Een vaak genoemd voorbeeld is dat artsen en wetenschappers meer toegang zouden moeten krijgen tot patiëntdata, om zo tot betere tumordiagnoses te kunnen komen. Al zouden patiënten het willen, de complexiteit van privacynormen en de angst dat verzekeraars toegang krijgen tot die data, staan zulke baanbrekende innovatie in de weg.
Speltheorie
In sommige sectoren is de keuze om geen gedragscode te ontwikkelen speltheoretisch van aard: men wil in onderhandelingen geen bedrijfsgevoelige informatie delen (als bedrijf A hartstochtelijk pleit voor een uitzondering, zegt dat iets), men komt er samen niet uit, of acht het risico van een actieve sectorspecifieke toezichthouder groter dan toezicht door de ondergefinancierde AP. Dat er geen gedragscodes zijn, kun je sectoren moeilijk kwalijk nemen.

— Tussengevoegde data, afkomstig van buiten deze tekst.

//! Converter interface
//!
//! The engine hands decoded content to a converter as a generic
//! [`ElementData`] shape (tag, ordered attributes, optional text, ordered
//! children) and receives the same shape back when encoding. Converters are
//! pure functions over that shape: they know nothing about the schema and
//! never call back into validation. All presentation-style decisions live
//! here, isolated from the engine.

use indexmap::IndexMap;
use serde_json::{Map, Value};

/// The generic shape of one decoded element
#[derive(Debug, Clone, Default, PartialEq)]
pub struct ElementData {
    /// Element tag name
    pub tag: String,
    /// Decoded attribute values in document order
    pub attributes: IndexMap<String, Value>,
    /// Decoded text content, if any
    pub text: Option<Value>,
    /// Decoded children as ordered (name, value) pairs
    pub children: Vec<(String, Value)>,
}

impl ElementData {
    /// Create element data for a tag
    pub fn new(tag: impl Into<String>) -> Self {
        Self {
            tag: tag.into(),
            ..Self::default()
        }
    }

    /// Set the text value
    pub fn with_text(mut self, text: Value) -> Self {
        self.text = Some(text);
        self
    }

    /// Add an attribute value
    pub fn with_attribute(mut self, name: impl Into<String>, value: Value) -> Self {
        self.attributes.insert(name.into(), value);
        self
    }

    /// Add a child value
    pub fn with_child(mut self, name: impl Into<String>, value: Value) -> Self {
        self.children.push((name.into(), value));
        self
    }

    /// Whether the element carries neither attributes nor children nor text
    pub fn is_empty(&self) -> bool {
        self.attributes.is_empty() && self.children.is_empty() && self.text.is_none()
    }
}

/// The converter contract
///
/// `element_decode` shapes decoded element data into the caller-facing value;
/// `element_encode` is its inverse. Both must be pure.
pub trait ElementConverter: std::fmt::Debug {
    /// Shape one element's decoded data into a value
    fn element_decode(&self, data: &ElementData) -> Value;

    /// Rebuild element data from a shaped value
    fn element_encode(&self, value: &Value, tag: &str) -> ElementData;

    /// Whether round-trips through this converter may lose information
    fn is_lossy(&self) -> bool {
        false
    }
}

/// The default converter
///
/// Attributes are prefixed with `@`, text content lives under `$`, repeated
/// children fold into arrays. Elements with neither attributes nor children
/// collapse to their text value.
#[derive(Debug, Clone)]
pub struct DefaultConverter {
    /// Prefix for attribute keys
    pub attr_prefix: String,
    /// Key for text content next to attributes or children
    pub text_key: String,
}

impl Default for DefaultConverter {
    fn default() -> Self {
        Self {
            attr_prefix: "@".to_string(),
            text_key: "$".to_string(),
        }
    }
}

impl DefaultConverter {
    /// Create the default converter
    pub fn new() -> Self {
        Self::default()
    }
}

impl ElementConverter for DefaultConverter {
    fn element_decode(&self, data: &ElementData) -> Value {
        if data.attributes.is_empty() && data.children.is_empty() {
            return data.text.clone().unwrap_or(Value::Null);
        }

        let mut object = Map::new();
        for (name, value) in &data.attributes {
            object.insert(format!("{}{}", self.attr_prefix, name), value.clone());
        }
        if let Some(ref text) = data.text {
            object.insert(self.text_key.clone(), text.clone());
        }
        for (name, value) in &data.children {
            match object.get_mut(name) {
                Some(Value::Array(items)) => items.push(value.clone()),
                Some(existing) => {
                    let first = existing.take();
                    *existing = Value::Array(vec![first, value.clone()]);
                }
                None => {
                    object.insert(name.clone(), value.clone());
                }
            }
        }
        Value::Object(object)
    }

    fn element_encode(&self, value: &Value, tag: &str) -> ElementData {
        let mut data = ElementData::new(tag);
        match value {
            Value::Object(object) => {
                for (key, item) in object {
                    if key == &self.text_key {
                        data.text = Some(item.clone());
                    } else if let Some(name) = key.strip_prefix(&self.attr_prefix) {
                        data.attributes.insert(name.to_string(), item.clone());
                    } else {
                        match item {
                            Value::Array(items) => {
                                for entry in items {
                                    data.children.push((key.clone(), entry.clone()));
                                }
                            }
                            other => data.children.push((key.clone(), other.clone())),
                        }
                    }
                }
            }
            Value::Null => {}
            other => data.text = Some(other.clone()),
        }
        data
    }
}

#[cfg(test)]
mod tests {
    use super::*;
    use serde_json::json;

    #[test]
    fn test_text_only_collapses() {
        let converter = DefaultConverter::new();
        let data = ElementData::new("name").with_text(json!("Alice"));
        assert_eq!(converter.element_decode(&data), json!("Alice"));
    }

    #[test]
    fn test_empty_element_is_null() {
        let converter = DefaultConverter::new();
        assert_eq!(converter.element_decode(&ElementData::new("e")), json!(null));
    }

    #[test]
    fn test_attributes_and_text() {
        let converter = DefaultConverter::new();
        let data = ElementData::new("price")
            .with_attribute("currency", json!("EUR"))
            .with_text(json!(10.5));
        assert_eq!(
            converter.element_decode(&data),
            json!({"@currency": "EUR", "$": 10.5})
        );
    }

    #[test]
    fn test_repeated_children_fold_to_array() {
        let converter = DefaultConverter::new();
        let data = ElementData::new("order")
            .with_child("item", json!("a"))
            .with_child("item", json!("b"))
            .with_child("note", json!("n"));
        assert_eq!(
            converter.element_decode(&data),
            json!({"item": ["a", "b"], "note": "n"})
        );
    }

    #[test]
    fn test_encode_inverts_decode() {
        let converter = DefaultConverter::new();
        let data = ElementData::new("order")
            .with_attribute("id", json!(7))
            .with_child("item", json!("a"))
            .with_child("item", json!("b"));

        let value = converter.element_decode(&data);
        let back = converter.element_encode(&value, "order");

        assert_eq!(back.attributes.get("id"), Some(&json!(7)));
        assert_eq!(
            back.children,
            vec![
                ("item".to_string(), json!("a")),
                ("item".to_string(), json!("b"))
            ]
        );
    }

    #[test]
    fn test_encode_scalar_becomes_text() {
        let converter = DefaultConverter::new();
        let data = converter.element_encode(&json!(42), "count");
        assert_eq!(data.text, Some(json!(42)));
        assert!(data.children.is_empty());
    }

    #[test]
    fn test_converter_is_pure_over_shape() {
        // Converting the same shape twice yields the same value
        let converter = DefaultConverter::new();
        let data = ElementData::new("x")
            .with_attribute("a", json!("1"))
            .with_child("c", json!(2));
        assert_eq!(
            converter.element_decode(&data),
            converter.element_decode(&data)
        );
    }
}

Het WODC-rapport concludeert dat de toegevoegde waarde van de UAVG ‘beperkt’ is, wat ‘kan worden betreurd nu de in de AVG neergelegde [open] normen voor velen lastig te hanteren zijn.’ Los van dit juridische knelpunt, is het vanuit maatschappelijk perspectief des te betreurenswaardiger.
Meer mogelijk
Vooral de politiek moet zich aanrekenen dat zij in maatschappelijk relevante kwesties in ons datagedreven tijdsgewricht, zoals het tumorenonderzoek, de beleidsvrijheid op nationaal niveau niet verder invult. Of het nu vorm krijg in de UAVG of een andere wet, de ruimte om innovatie te stimuleren of privacy verder te beschermen blijft te vaak onbenut.